Listed records -
|---|
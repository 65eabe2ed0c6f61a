#![allow(unused_macros)]

use atomicswap::bitcoin::rpc::RpcClient;
use bitcoincore_rpc::{Auth, Client};
use std::env;
use std::path::PathBuf;

fn host() -> String {
    let host = env::var("RPC_HOST").unwrap_or("127.0.0.1".into());
    let port = env::var("RPC_PORT").unwrap_or("18443".into());
    format!("http://{}:{}", host, port)
}

fn auth() -> Auth {
    let ctx = env::var("CI").unwrap_or("false".into());
    if ctx == "false" {
        let u = env::var("RPC_USER").unwrap();
        let p = env::var("RPC_PASS").unwrap();
        Auth::UserPass(u, p)
    } else {
        let cookie = env::var("RPC_COOKIE").unwrap_or("/data/regtest/.cookie".into());
        Auth::CookieFile(PathBuf::from(cookie))
    }
}

lazy_static::lazy_static! {
    pub static ref CLIENT: Client = Client::new(host().as_str(), auth()).unwrap();
}

/// A swap chain client talking to the same node as [`CLIENT`].
pub fn swap_client() -> RpcClient {
    let (user, pass) = auth().get_user_pass().unwrap();
    RpcClient::new(host(), user, pass)
}

macro_rules! gen_to_add {
    ($num:expr => $add:expr) => (
        rpc::CLIENT.generate_to_address($num, &$add).unwrap()
    );
    ($add:expr) => (
        gen_to_add!(1 => $add)
    );
}

macro_rules! mine {
    () => {{
        mine!(1)
    }};

    ($num:literal) => {{
        gen_to_add!($num => rpc::CLIENT.get_new_address(None, None).unwrap())
    }};
}

macro_rules! fund_address {
    ($add:expr, $amount:expr) => {{
        let txid = rpc::CLIENT
            .send_to_address(&$add, $amount, None, None, None, None, None, None)
            .unwrap();
        rpc::CLIENT
            .get_raw_transaction(&txid, None)
            .unwrap()
    }};
}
|---|
Assignment -
Give the count of lines in the data above that hold the string "into", with no additional words.

Reply -
4